Censys also offers certificate search - useful for finding IPs that present a TLS cert with a specific issuer/subject. Sometimes catches subdomains that crt.sh missed:

Terminal window
censys search 'services.tls.certificates.leaf_data.subject.organization: "InlaneFreight"'

Quick mention of services worth knowing:

ServiceStrength
domain.glassAggregator showing DNS, TLS, CDN, security headers, and Cloudflare classification in one view. Good for quick “what’s protecting this?”
SecurityTrailsHistorical DNS records - see subdomains that used to exist. Great for forgotten infrastructure.
DNSDumpsterFree DNS recon with network map visualization
ViewDNS.infoWHOIS, reverse-IP lookup, port scan, traceroute - assorted DNS utilities
ZoomEyeChinese alternative to Shodan; better coverage on some Asia-Pacific assets
BinaryEdgeContinuous scanning + leaked credential database
Hunter.ioEmail address discovery for an organization - common formats and verified addresses

When you see Cloudflare IPs in DNS results, the public-facing IP is just the CDN edge. The real origin server is hidden behind it. Several techniques to find the origin:

  1. Historical DNS - SecurityTrails or DNS history archives often show the pre-Cloudflare IP from when the org first set up DNS.
  2. Certificate transparency on subdomains - many subdomains (especially mail, dev, staging) bypass Cloudflare. Their direct IPs are in crt.sh.
  3. Email headers - outbound email from the target’s mail server includes the originating server IP. Send a support inquiry, read the headers.
  4. Misconfigured services - FTP, SSH, SMTP often aren’t proxied through Cloudflare. If those services appear in DNS, their A records are the real origin.
  5. Cloudflare-specific tools - CloudFlair cross-references Censys data to find origin IPs by certificate match.

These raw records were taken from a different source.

//! Typed error taxonomy for the HTTP boundary.
//!
//! Handlers and layers return [`ApiError`]; [`ApiError::to_response`] is the
//! only place an error becomes an HTTP response.

use std::fmt;

use bytes::Bytes;
use http::{HeaderValue, StatusCode, header};
use hyper::Response;
use thiserror::Error;
use tracing::{error, warn};

use shared::types::ErrorResponse;

use crate::handlers::http::utils::json_response::{ResponseBody, full};
use crate::security::token::TokenError;

/// One failed constraint on one request field.
#[derive(Debug, Clone, PartialEq, Eq)]
pub struct FieldError {
    pub field: String,
    pub message: String,
}

impl FieldError {
    pub fn new(field: impl Into<String>, message: impl Into<String>) -> Self {
        Self {
            field: field.into(),
            message: message.into(),
        }
    }
}

impl fmt::Display for FieldError {
    fn fmt(&self, f: &mut fmt::Formatter<'_>) -> fmt::Result {
        write!(f, "{}: {}", self.field, self.message)
    }
}

fn join_field_errors(errors: &[FieldError]) -> String {
    errors
        .iter()
        .map(ToString::to_string)
        .collect::<Vec<_>>()
        .join(" , ")
}

#[derive(Error, Debug)]
pub enum ApiError {
    #[error("{}", join_field_errors(.0))]
    ValidationFailure(Vec<FieldError>),

    #[error("{0}")]
    NotFound(String),

    #[error("{0}")]
    AlreadyExists(String),

    #[error("{0}")]
    AuthenticationFailure(String),

    #[error(transparent)]
    InvalidToken(#[from] TokenError),

    #[error("Unexpected error: {0:#}")]
    Unexpected(#[from] anyhow::Error),
}

impl From<sqlx::Error> for ApiError {
    fn from(e: sqlx::Error) -> Self {
        ApiError::Unexpected(anyhow::Error::new(e).context("Database error"))
    }
}

impl ApiError {
    /// Shorthand for a single-field validation failure.
    pub fn invalid(field: &str, message: &str) -> Self {
        ApiError::ValidationFailure(vec![FieldError::new(field, message)])
    }

    pub fn status_code(&self) -> StatusCode {
        match self {
            ApiError::ValidationFailure(_) => StatusCode::BAD_REQUEST,
            ApiError::NotFound(_) => StatusCode::NOT_FOUND,
            ApiError::AlreadyExists(_) => StatusCode::CONFLICT,
            ApiError::AuthenticationFailure(_) | ApiError::InvalidToken(_) => {
                StatusCode::FORBIDDEN
            }
            ApiError::Unexpected(_) => StatusCode::INTERNAL_SERVER_ERROR,
        }
    }

    pub fn error_code(&self) -> &'static str {
        match self {
            ApiError::ValidationFailure(_) => "VALIDATION_FAILED",
            ApiError::NotFound(_) => "NOT_FOUND",
            ApiError::AlreadyExists(_) => "ALREADY_EXISTS",
            ApiError::AuthenticationFailure(_) | ApiError::InvalidToken(_) => "FORBIDDEN",
            ApiError::Unexpected(_) => "INTERNAL_ERROR",
        }
    }

    /// Message safe to hand back to the caller. Internal detail stays in the
    /// server log.
    pub fn client_message(&self) -> String {
        match self {
            ApiError::InvalidToken(_) => "Access denied".to_string(),
            ApiError::Unexpected(_) => "An internal error occurred".to_string(),
            other => other.to_string(),
        }
    }

    /// Translate into the JSON error response for a request to `path`.
    pub fn to_response(&self, path: &str) -> Response<ResponseBody> {
        let status = self.status_code();

        match self {
            ApiError::Unexpected(err) => error!("Unexpected error on {}: {:?}", path, err),
            other => warn!("{} on {}: {}", status.as_u16(), path, other),
        }

        let body = ErrorResponse::new(self.error_code(), &self.client_message())
            .with_path(path)
            .with_timestamp(httpdate::fmt_http_date(std::time::SystemTime::now()));

        let json = serde_json::to_vec(&body).unwrap_or_else(|e| {
            error!("Failed to serialize error response: {}", e);
            br#"{"status":"error","code":"INTERNAL_ERROR","message":"An internal error occurred"}"#
                .to_vec()
        });

        let mut response = Response::new(full(Bytes::from(json)));
        *response.status_mut() = status;
        response.headers_mut().insert(
            header::CONTENT_TYPE,
            HeaderValue::from_static("application/json"),
        );
        response
    }
}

domain.glass will explicitly tell you “Cloudflare protected” - useful flag for layer-2 gateway notes (“WAF observed, suggests Cloudflare bypass needed on origin”).

A reasonable Shodan-stage workflow:

1. Build ips.txt → from DNS resolution + cert transparency
2. shodan host <ip> loop → per-host banner & port data
3. shodan search org:X → catch IPs that DNS didn't surface but Shodan attributes to org
4. Cross-check Censys → fills gaps in Shodan coverage
5. Identify CDN-fronted → note for later origin-IP discovery
6. Save banners/versions → input for CVE lookup and active scan prioritization

By the end, you have a per-host inventory: IP, hostname, geo, organization attribution, observed open ports, service banners, software versions, and a CDN/WAF classification. From there, active enumeration (services cluster) becomes targeted instead of speculative.